# Aim of the task
In the data below, find each line that contains the word "RedfishError" and copy it.

# Data
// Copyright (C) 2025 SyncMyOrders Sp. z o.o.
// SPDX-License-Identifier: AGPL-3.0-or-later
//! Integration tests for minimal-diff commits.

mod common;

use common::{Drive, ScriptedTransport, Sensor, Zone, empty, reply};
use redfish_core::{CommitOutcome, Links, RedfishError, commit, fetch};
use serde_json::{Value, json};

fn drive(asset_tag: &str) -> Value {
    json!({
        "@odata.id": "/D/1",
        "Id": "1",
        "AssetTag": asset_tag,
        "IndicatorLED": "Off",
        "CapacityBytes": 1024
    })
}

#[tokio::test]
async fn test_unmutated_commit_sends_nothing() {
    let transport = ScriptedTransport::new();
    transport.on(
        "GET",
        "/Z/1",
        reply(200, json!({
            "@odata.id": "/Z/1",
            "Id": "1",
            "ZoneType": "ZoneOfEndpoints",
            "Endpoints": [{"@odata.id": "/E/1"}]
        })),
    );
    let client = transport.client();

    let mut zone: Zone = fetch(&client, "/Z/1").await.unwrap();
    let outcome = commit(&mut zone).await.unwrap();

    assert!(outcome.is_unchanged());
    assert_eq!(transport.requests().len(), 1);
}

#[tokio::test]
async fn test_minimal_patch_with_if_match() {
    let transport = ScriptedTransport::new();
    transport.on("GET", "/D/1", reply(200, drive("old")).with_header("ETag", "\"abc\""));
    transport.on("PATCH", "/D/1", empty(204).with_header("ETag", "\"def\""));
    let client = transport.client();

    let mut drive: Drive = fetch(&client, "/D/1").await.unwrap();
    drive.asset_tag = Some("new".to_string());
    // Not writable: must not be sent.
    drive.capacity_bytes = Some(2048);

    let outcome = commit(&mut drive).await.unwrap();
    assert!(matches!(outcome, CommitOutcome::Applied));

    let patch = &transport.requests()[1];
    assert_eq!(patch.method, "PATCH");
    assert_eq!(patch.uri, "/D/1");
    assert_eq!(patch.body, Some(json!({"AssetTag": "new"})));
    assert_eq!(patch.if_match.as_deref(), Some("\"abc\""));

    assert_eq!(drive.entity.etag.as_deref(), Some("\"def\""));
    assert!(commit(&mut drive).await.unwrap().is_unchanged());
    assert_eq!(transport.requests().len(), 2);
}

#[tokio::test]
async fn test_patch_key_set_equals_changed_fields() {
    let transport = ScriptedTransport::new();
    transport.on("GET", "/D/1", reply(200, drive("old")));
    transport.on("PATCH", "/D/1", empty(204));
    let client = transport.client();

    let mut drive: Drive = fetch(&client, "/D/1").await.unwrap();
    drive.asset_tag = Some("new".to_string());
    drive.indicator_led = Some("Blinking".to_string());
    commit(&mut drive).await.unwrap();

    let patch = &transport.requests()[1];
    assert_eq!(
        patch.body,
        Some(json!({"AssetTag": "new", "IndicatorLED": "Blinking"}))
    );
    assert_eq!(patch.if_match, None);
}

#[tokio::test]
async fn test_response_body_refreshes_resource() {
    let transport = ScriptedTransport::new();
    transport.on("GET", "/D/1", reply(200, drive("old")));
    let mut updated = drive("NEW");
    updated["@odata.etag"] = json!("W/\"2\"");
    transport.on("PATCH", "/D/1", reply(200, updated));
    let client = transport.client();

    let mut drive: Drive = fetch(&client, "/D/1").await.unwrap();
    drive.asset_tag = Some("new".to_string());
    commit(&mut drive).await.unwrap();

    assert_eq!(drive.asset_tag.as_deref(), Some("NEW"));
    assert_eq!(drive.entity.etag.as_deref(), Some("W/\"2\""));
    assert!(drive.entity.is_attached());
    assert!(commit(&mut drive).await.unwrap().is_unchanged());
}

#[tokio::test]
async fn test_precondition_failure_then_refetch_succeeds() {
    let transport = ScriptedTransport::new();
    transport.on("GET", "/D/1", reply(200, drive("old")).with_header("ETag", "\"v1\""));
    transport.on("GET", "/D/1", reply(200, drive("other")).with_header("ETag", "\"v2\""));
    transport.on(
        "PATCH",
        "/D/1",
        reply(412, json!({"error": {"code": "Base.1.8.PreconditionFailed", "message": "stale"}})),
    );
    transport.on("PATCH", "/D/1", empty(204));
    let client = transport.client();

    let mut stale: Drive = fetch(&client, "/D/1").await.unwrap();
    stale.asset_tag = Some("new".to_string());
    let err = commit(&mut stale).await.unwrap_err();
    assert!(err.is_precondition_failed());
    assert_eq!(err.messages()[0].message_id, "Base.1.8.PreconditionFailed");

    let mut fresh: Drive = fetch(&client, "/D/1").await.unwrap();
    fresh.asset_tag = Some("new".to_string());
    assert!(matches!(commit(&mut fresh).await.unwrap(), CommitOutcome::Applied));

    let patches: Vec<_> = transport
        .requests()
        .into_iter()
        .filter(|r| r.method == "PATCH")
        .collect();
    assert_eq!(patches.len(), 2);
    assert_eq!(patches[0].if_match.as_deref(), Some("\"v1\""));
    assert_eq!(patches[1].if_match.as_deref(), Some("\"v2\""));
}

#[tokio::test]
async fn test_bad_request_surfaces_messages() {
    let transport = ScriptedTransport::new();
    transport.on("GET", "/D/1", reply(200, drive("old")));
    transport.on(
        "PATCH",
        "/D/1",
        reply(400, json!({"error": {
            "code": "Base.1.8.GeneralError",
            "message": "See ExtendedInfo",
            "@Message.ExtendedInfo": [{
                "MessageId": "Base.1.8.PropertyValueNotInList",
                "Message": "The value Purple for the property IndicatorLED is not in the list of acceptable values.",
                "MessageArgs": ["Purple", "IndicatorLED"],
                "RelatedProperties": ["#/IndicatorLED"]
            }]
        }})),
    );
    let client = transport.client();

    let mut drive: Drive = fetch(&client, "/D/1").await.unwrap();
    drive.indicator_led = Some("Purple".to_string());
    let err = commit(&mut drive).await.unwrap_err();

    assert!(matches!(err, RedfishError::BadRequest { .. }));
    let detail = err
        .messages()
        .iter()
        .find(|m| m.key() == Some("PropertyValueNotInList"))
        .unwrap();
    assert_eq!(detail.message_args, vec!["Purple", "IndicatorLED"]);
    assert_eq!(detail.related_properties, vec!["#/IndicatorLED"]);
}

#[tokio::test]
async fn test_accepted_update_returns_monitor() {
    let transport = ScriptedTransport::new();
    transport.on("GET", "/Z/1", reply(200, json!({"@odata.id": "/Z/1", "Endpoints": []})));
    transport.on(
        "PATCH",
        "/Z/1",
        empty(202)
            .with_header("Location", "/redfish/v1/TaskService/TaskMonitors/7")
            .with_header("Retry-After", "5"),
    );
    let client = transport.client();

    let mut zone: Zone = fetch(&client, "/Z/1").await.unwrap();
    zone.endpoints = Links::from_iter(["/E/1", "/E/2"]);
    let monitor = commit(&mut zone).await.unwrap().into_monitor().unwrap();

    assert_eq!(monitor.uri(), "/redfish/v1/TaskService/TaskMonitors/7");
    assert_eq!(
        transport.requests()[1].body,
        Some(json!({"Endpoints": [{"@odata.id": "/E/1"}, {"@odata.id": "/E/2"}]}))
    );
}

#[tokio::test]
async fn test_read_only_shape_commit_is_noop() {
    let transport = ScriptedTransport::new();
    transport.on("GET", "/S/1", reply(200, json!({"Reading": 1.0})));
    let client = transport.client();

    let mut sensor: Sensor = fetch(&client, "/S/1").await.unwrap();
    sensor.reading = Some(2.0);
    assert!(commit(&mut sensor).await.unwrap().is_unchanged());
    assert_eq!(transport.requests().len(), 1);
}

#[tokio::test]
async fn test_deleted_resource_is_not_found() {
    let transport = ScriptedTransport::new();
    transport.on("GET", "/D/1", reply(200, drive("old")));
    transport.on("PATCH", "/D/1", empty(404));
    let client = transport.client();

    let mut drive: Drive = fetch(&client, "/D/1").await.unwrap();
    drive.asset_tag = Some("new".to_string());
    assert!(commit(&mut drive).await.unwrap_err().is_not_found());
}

# Exercise output
use redfish_core::{CommitOutcome, Links, RedfishError, commit, fetch};
    assert!(matches!(err, RedfishError::BadRequest { .. }));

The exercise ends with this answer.